▶ _TASK REQUIREMENTS_:
Track down each line below containing the string "next" and copy it.

▶ _DATA FOR THIS EXERCISE_:

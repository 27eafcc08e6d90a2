//! Shared state machine behind every menu kind.
//!
//! A [`Flow`] renders its first page, attaches its buttons, then keeps exactly one
//! wait registered for the page currently shown. Each accepted interaction either
//! moves to another position (re-render, re-register) or terminates the flow.
//!
//! The wait is always registered under [`EventKind::Interaction`], so the deletion of
//! the flow's artifact reaches it too and cancels the flow without any cleanup.

use std::sync::{Arc, Mutex, MutexGuard, OnceLock, PoisonError};

use tracing::{debug, trace, warn};

use super::{
    render::Content,
    settings::{Cleanup, InteractionSettings},
    FlowState, MenuContext, MenuHandle, Termination,
};
use crate::event::{ArtifactId, ChannelId, Event, EventKind, Expiry, WaitHandle};

/// One interaction, already scoped to the flow's artifact or channel.
#[derive(Debug, Clone, Copy, PartialEq, Eq)]
pub(crate) enum Input<'a> {
    Reaction(&'a str),
    Text(&'a str),
}

#[derive(Debug, Clone, PartialEq, Eq)]
pub(crate) enum Step {
    Goto(usize),
    Finish(Termination),
}

/// The kind-specific half of a menu.
pub(crate) trait FlowSpec: Send + Sync + 'static {
    fn settings(&self) -> &InteractionSettings;

    fn start(&self) -> usize {
        0
    }

    fn render(&self, position: usize) -> Content;

    fn buttons(&self) -> Vec<String>;

    /// Typed messages in the channel count as input too.
    fn accepts_text(&self) -> bool {
        false
    }

    /// `false` renders once and finishes without waiting.
    fn waits(&self) -> bool {
        true
    }

    /// `None` rejects the input, leaving the flow where it is.
    fn step(&self, position: usize, input: Input<'_>) -> Option<Step>;

    fn finish(&self, artifact: &ArtifactId, position: usize, termination: &Termination);
}

pub(crate) struct Flow<S: FlowSpec> {
    spec: S,
    ctx: MenuContext,
    channel: ChannelId,
    artifact: OnceLock<ArtifactId>,
    state: Mutex<FlowState>,
    live: Mutex<Option<WaitHandle<EventKind>>>,
}

fn lock<T>(mutex: &Mutex<T>) -> MutexGuard<'_, T> {
    mutex.lock().unwrap_or_else(PoisonError::into_inner)
}

impl<S: FlowSpec> Flow<S> {
    pub(crate) fn launch(
        spec: S,
        ctx: &MenuContext,
        channel: &ChannelId,
        existing: Option<&ArtifactId>,
    ) -> MenuHandle {
        let flow = Arc::new(Self {
            spec,
            ctx: ctx.clone(),
            channel: channel.clone(),
            artifact: OnceLock::new(),
            state: Mutex::new(FlowState::AwaitingDisplay),
            live: Mutex::new(None),
        });

        let content = flow.spec.render(flow.spec.start());
        match existing {
            Some(artifact) => {
                ctx.sink.edit(artifact, content);
                ctx.sink.clear_reactions(artifact);
                flow.clone().delivered(artifact.clone());
            }
            None => {
                let delivered = flow.clone();
                ctx.sink.send(
                    channel,
                    content,
                    Box::new(move |artifact| delivered.delivered(artifact)),
                );
            }
        }

        MenuHandle::new(flow)
    }

    fn delivered(self: Arc<Self>, artifact: ArtifactId) {
        let start = self.spec.start();
        let cancelled = {
            let state = lock(&self.state);
            let _ = self.artifact.set(artifact.clone());
            matches!(*state, FlowState::Terminated(_))
        };
        debug!(%artifact, "Menu delivered");

        if cancelled {
            self.conclude(start, &Termination::Cancelled, true);
            return;
        }
        if !self.spec.waits() {
            self.terminate(start, Termination::Stopped, true);
            return;
        }

        let buttons = self.spec.buttons();
        if buttons.is_empty() {
            self.arm(start);
        } else {
            let flow = self.clone();
            self.ctx
                .sink
                .add_reactions(&artifact, buttons, Box::new(move |()| flow.arm(start)));
        }
    }

    /// Registers the single live wait for `position`.
    fn arm(self: Arc<Self>, position: usize) {
        let Some(artifact) = self.artifact.get().cloned() else {
            return;
        };
        let mut state = lock(&self.state);
        if matches!(*state, FlowState::Terminated(_)) {
            return;
        }

        let accepts = self.clone();
        let advances = self.clone();
        let expires = self.clone();

        let registered = self.ctx.waiter.register(
            EventKind::Interaction,
            move |event| accepts.interpret(position, event).is_some(),
            move |event| advances.advance(position, event),
            Some(
                Expiry::after(self.spec.settings().timeout)
                    .then(move || expires.terminate(position, Termination::TimedOut, true)),
            ),
        );

        match registered {
            Ok(handle) => {
                *lock(&self.live) = Some(handle);
                *state = FlowState::Rendered {
                    artifact,
                    page: position,
                };
                trace!(position, "Menu waiting for interaction");
            }
            Err(e) => {
                warn!("Menu stopped, cannot wait for interactions: {}", e);
                *lock(&self.live) = None;
                *state = FlowState::Terminated(Termination::Stopped);
            }
        }
    }

    fn interpret(&self, position: usize, event: &Event) -> Option<Step> {
        let artifact = self.artifact.get()?;
        if event.deletes(artifact) {
            return Some(Step::Finish(Termination::Cancelled));
        }
        let actor = event.actor()?;
        let input = match event.reaction_on(artifact) {
            Some(emoji) => Input::Reaction(emoji),
            None if self.spec.accepts_text() => Input::Text(event.message_in(&self.channel)?),
            None => return None,
        };
        if !self
            .spec
            .settings()
            .allows(actor, &self.channel, self.ctx.roles.as_ref())
        {
            trace!(%actor, "Ignoring interaction from disallowed actor");
            return None;
        }
        self.spec.step(position, input)
    }

    fn advance(self: Arc<Self>, position: usize, event: Event) {
        match self.interpret(position, &event) {
            Some(Step::Goto(next)) => {
                if let Some(artifact) = self.artifact.get() {
                    self.ctx.sink.edit(artifact, self.spec.render(next));
                    if let Event::ReactionAdded { actor, emoji, .. } = &event {
                        self.ctx.sink.remove_reaction(artifact, actor, emoji);
                    }
                }
                self.arm(next);
            }
            Some(Step::Finish(termination)) => {
                // nothing left to clean up once the artifact is gone
                let cleanup = !self
                    .artifact
                    .get()
                    .is_some_and(|artifact| event.deletes(artifact));
                self.terminate(position, termination, cleanup)
            }
            // accepted by the predicate but rejected now; keep the step open
            None => self.arm(position),
        }
    }

    fn terminate(&self, position: usize, termination: Termination, cleanup: bool) {
        {
            let mut state = lock(&self.state);
            if matches!(*state, FlowState::Terminated(_)) {
                return;
            }
            *state = FlowState::Terminated(termination.clone());
            *lock(&self.live) = None;
        }
        self.conclude(position, &termination, cleanup);
    }

    /// Runs the terminal callbacks, then the configured cleanup if `cleanup` is set.
    fn conclude(&self, position: usize, termination: &Termination, cleanup: bool) {
        let Some(artifact) = self.artifact.get() else {
            return;
        };
        debug!(%artifact, ?termination, "Menu finished");
        self.spec.finish(artifact, position, termination);
        if !cleanup {
            return;
        }
        match self.spec.settings().cleanup {
            Cleanup::Keep => {}
            Cleanup::ClearReactions => self.ctx.sink.clear_reactions(artifact),
            Cleanup::Delete => self.ctx.sink.delete(artifact),
        }
    }
}

/// Type-erased view of a running flow, held by [`MenuHandle`].
pub(crate) trait FlowControl: Send + Sync {
    fn state(&self) -> FlowState;
    fn artifact(&self) -> Option<ArtifactId>;
    fn cancel(&self) -> bool;
}

impl<S: FlowSpec> FlowControl for Flow<S> {
    fn state(&self) -> FlowState {
        lock(&self.state).clone()
    }

    fn artifact(&self) -> Option<ArtifactId> {
        self.artifact.get().cloned()
    }

    fn cancel(&self) -> bool {
        let mut state = lock(&self.state);
        let position = match &*state {
            FlowState::AwaitingDisplay => {
                *state = FlowState::Terminated(Termination::Cancelled);
                let delivered = self.artifact.get().is_some();
                drop(state);
                // otherwise the delivery continuation concludes the flow
                if delivered {
                    self.conclude(self.spec.start(), &Termination::Cancelled, true);
                }
                return true;
            }
            FlowState::Rendered { page, .. } => *page,
            FlowState::Terminated(_) => return false,
        };

        let Some(handle) = lock(&self.live).take() else {
            return false;
        };
        // losing this removal means a match or timeout already owns the step
        if !self.ctx.waiter.cancel(&handle) {
            return false;
        }
        *state = FlowState::Terminated(Termination::Cancelled);
        drop(state);
        self.conclude(position, &Termination::Cancelled, true);
        true
    }
}
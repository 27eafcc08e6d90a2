//! # Interactive Menus
//!
//! Short-lived, multi-step interactive flows built on the [`WaitRegistry`]. A menu
//! renders an artifact, attaches reaction buttons, and waits for an allowed actor to
//! press one (or, for some kinds, type an equivalent answer). Each interaction either
//! moves the menu to another page or terminates it.
//!
//! ## Menu kinds
//!
//! - [`ButtonMenu`]: arbitrary emoji buttons, one choice ends the menu
//! - [`OrderedMenu`]: up to ten numbered or lettered options, reaction or typed answer
//! - [`Paginator`]: items split across pages with arrow navigation
//! - [`SelectionDialog`]: a cursor moved up and down a list, confirmed with a button
//! - [`Slideshow`]: one image per page with arrow navigation
//!
//! Every kind is built from [`InteractionSettings`] (who may interact, timeout,
//! cleanup) and a kind-specific config; construction validates the config so a
//! broken menu is rejected before anything is rendered.
//!
//! ## Lifecycle
//!
//! ```text
//! AwaitingDisplay ──send──▶ Rendered(page) ──interaction──▶ Rendered(page')
//!                                 │
//!                                 └──choice / stop / timeout / cancel──▶ Terminated
//! ```
//!
//! Exactly one wait is live for the page currently shown. The wait is registered
//! only after the artifact is delivered and its buttons are attached.

use std::{fmt, sync::Arc};

use thiserror::Error;

use crate::event::{ArtifactId, ChannelId, Event, WaitRegistry};

pub mod button;
pub(crate) mod flow;
pub mod ordered;
pub mod pager;
pub mod paginator;
pub mod render;
pub mod selection;
pub mod settings;
pub mod slideshow;

pub use button::{ButtonMenu, ButtonMenuConfig};
pub use ordered::{OrderedMenu, OrderedMenuConfig};
pub use pager::Pager;
pub use paginator::{Paginator, PaginatorConfig};
pub use render::{ArtifactSink, Content, Continuation};
pub use selection::{SelectionDialog, SelectionDialogConfig};
pub use settings::{Cleanup, InteractionSettings, MockRoleLookup, RoleLookup};
pub use slideshow::{Slideshow, SlideshowConfig};

use flow::FlowControl;

pub const CANCEL: &str = "❌";
pub const CONFIRM: &str = "✅";
pub const STOP: &str = "⏹";
pub const LEFT: &str = "◀";
pub const RIGHT: &str = "▶";
pub const BIG_LEFT: &str = "⏪";
pub const BIG_RIGHT: &str = "⏩";
pub const UP: &str = "🔼";
pub const DOWN: &str = "🔽";

/// Runs with the artifact a menu rendered.
pub type ArtifactAction = Arc<dyn Fn(&ArtifactId) + Send + Sync>;
/// Runs with the artifact and a 1-based choice or page number.
pub type IndexAction = Arc<dyn Fn(&ArtifactId, usize) + Send + Sync>;

/// Collaborators a menu needs while displayed.
#[derive(Clone)]
pub struct MenuContext {
    pub waiter: WaitRegistry<Event>,
    pub sink: Arc<dyn ArtifactSink>,
    pub roles: Arc<dyn RoleLookup>,
}

impl MenuContext {
    pub fn new(
        waiter: WaitRegistry<Event>,
        sink: Arc<dyn ArtifactSink>,
        roles: Arc<dyn RoleLookup>,
    ) -> Self {
        Self {
            waiter,
            sink,
            roles,
        }
    }
}

/// How a menu ended.
#[derive(Debug, Clone, PartialEq, Eq)]
pub enum Termination {
    /// A choice was made; 0-based index into the menu's choices.
    Selected(usize),
    Cancelled,
    /// Stopped from the menu itself, or it had nothing to wait for.
    Stopped,
    TimedOut,
}

#[derive(Debug, Clone, PartialEq, Eq)]
pub enum FlowState {
    AwaitingDisplay,
    /// `page` is the page shown, or the cursor position for selection dialogs.
    Rendered { artifact: ArtifactId, page: usize },
    Terminated(Termination),
}

pub trait Menu {
    /// Sends a new artifact to `channel` and starts waiting once it is delivered.
    fn display(self, ctx: &MenuContext, channel: &ChannelId) -> MenuHandle;

    /// Re-renders an existing artifact instead of sending a new one.
    fn display_on(self, ctx: &MenuContext, channel: &ChannelId, artifact: &ArtifactId)
        -> MenuHandle;
}

/// Observes and cancels a displayed menu.
#[derive(Clone)]
pub struct MenuHandle {
    flow: Arc<dyn FlowControl>,
}

impl MenuHandle {
    pub(crate) fn new(flow: Arc<dyn FlowControl>) -> Self {
        Self { flow }
    }

    pub fn state(&self) -> FlowState {
        self.flow.state()
    }

    pub fn artifact(&self) -> Option<ArtifactId> {
        self.flow.artifact()
    }

    pub fn is_terminated(&self) -> bool {
        matches!(self.state(), FlowState::Terminated(_))
    }

    /// Cancels the menu from outside, e.g. because the command that showed it was aborted.
    ///
    /// Runs the menu's cancel or final action. Returns `false` when the menu already
    /// terminated, or an interaction is being handled at this very moment.
    pub fn cancel(&self) -> bool {
        self.flow.cancel()
    }
}

impl fmt::Debug for MenuHandle {
    fn fmt(&self, f: &mut fmt::Formatter<'_>) -> fmt::Result {
        f.debug_struct("MenuHandle")
            .field("state", &self.state())
            .finish()
    }
}

#[derive(Debug, Error, Clone, PartialEq, Eq)]
pub enum MenuError {
    #[error("Menu needs at least one choice")]
    NoChoices,
    #[error("Menu supports at most {max} choices, got {got}")]
    TooManyChoices { max: usize, got: usize },
    #[error("Menu has no content to display")]
    NoContent,
    #[error("Menu has no {0} action")]
    MissingAction(&'static str),
    #[error("Menu needs at least one item")]
    NoItems,
    #[error("Items per page must be at least 1")]
    InvalidItemsPerPage,
}

pub type MenuResult<T> = Result<T, MenuError>;
use serde::{Deserialize, Serialize};
use std::{fs::File, io::BufReader, path::Path, time::Duration};
use thiserror::Error;

#[derive(Debug, Clone, Serialize, Deserialize, PartialEq)]
pub struct WaiterConfig {
    /// Broadcast buffer for the event bus; 0 is treated as 1.
    #[serde(default = "default_event_buffer_size")]
    pub event_buffer_size: usize,

    #[serde(default)]
    pub menu: MenuDefaults,
}

impl Default for WaiterConfig {
    fn default() -> Self {
        Self {
            event_buffer_size: default_event_buffer_size(),
            menu: MenuDefaults::default(),
        }
    }
}

/// Defaults applied to menus built from configuration.
#[derive(Debug, Clone, Serialize, Deserialize, PartialEq)]
pub struct MenuDefaults {
    #[serde(default = "default_menu_timeout", with = "duration_ms")]
    pub timeout: Duration,

    #[serde(default = "default_items_per_page")]
    pub items_per_page: usize,

    #[serde(default)]
    pub bulk_skip: usize,

    #[serde(default)]
    pub wrap_page_ends: bool,
}

impl Default for MenuDefaults {
    fn default() -> Self {
        Self {
            timeout: default_menu_timeout(),
            items_per_page: default_items_per_page(),
            bulk_skip: 0,
            wrap_page_ends: false,
        }
    }
}

pub fn from_file<T: for<'de> Deserialize<'de>, P: AsRef<Path>>(path: P) -> ConfigResult<T> {
    let file = File::open(path.as_ref()).map_err(|e| ConfigError::Io {
        path: path.as_ref().display().to_string(),
        message: e.to_string(),
    })?;
    let reader = BufReader::new(file);
    let config = serde_json::from_reader(reader)
        .map_err(|e| ConfigError::Parse(e.to_string()))?;
    Ok(config)
}

pub fn from_str<T: for<'de> Deserialize<'de>>(s: &str) -> ConfigResult<T> {
    let config = serde_json::from_str(s).map_err(|e| ConfigError::Parse(e.to_string()))?;
    Ok(config)
}

#[derive(Debug, Error, Clone, PartialEq)]
pub enum ConfigError {
    #[error("Failed to open config file {path}: {message}")]
    Io { path: String, message: String },
    #[error("Failed to parse config: {0}")]
    Parse(String),
}

pub type ConfigResult<T> = Result<T, ConfigError>;

fn default_event_buffer_size() -> usize {
    1000
}
fn default_menu_timeout() -> Duration {
    Duration::from_secs(60)
}
fn default_items_per_page() -> usize {
    10
}

pub mod duration_ms {
    use serde::{Deserialize, Deserializer, Serializer};
    use std::time::Duration;

    pub fn serialize<S>(duration: &Duration, serializer: S) -> Result<S::Ok, S::Error>
    where
        S: Serializer,
    {
        serializer.serialize_u64(duration.as_millis() as u64)
    }

    pub fn deserialize<'de, D>(deserializer: D) -> Result<Duration, D::Error>
    where
        D: Deserializer<'de>,
    {
        let millis = u64::deserialize(deserializer)?;
        Ok(Duration::from_millis(millis))
    }
}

▶ _TASK ANSWER_:
            Some(Step::Goto(next)) => {
                    self.ctx.sink.edit(artifact, self.spec.render(next));
                self.arm(next);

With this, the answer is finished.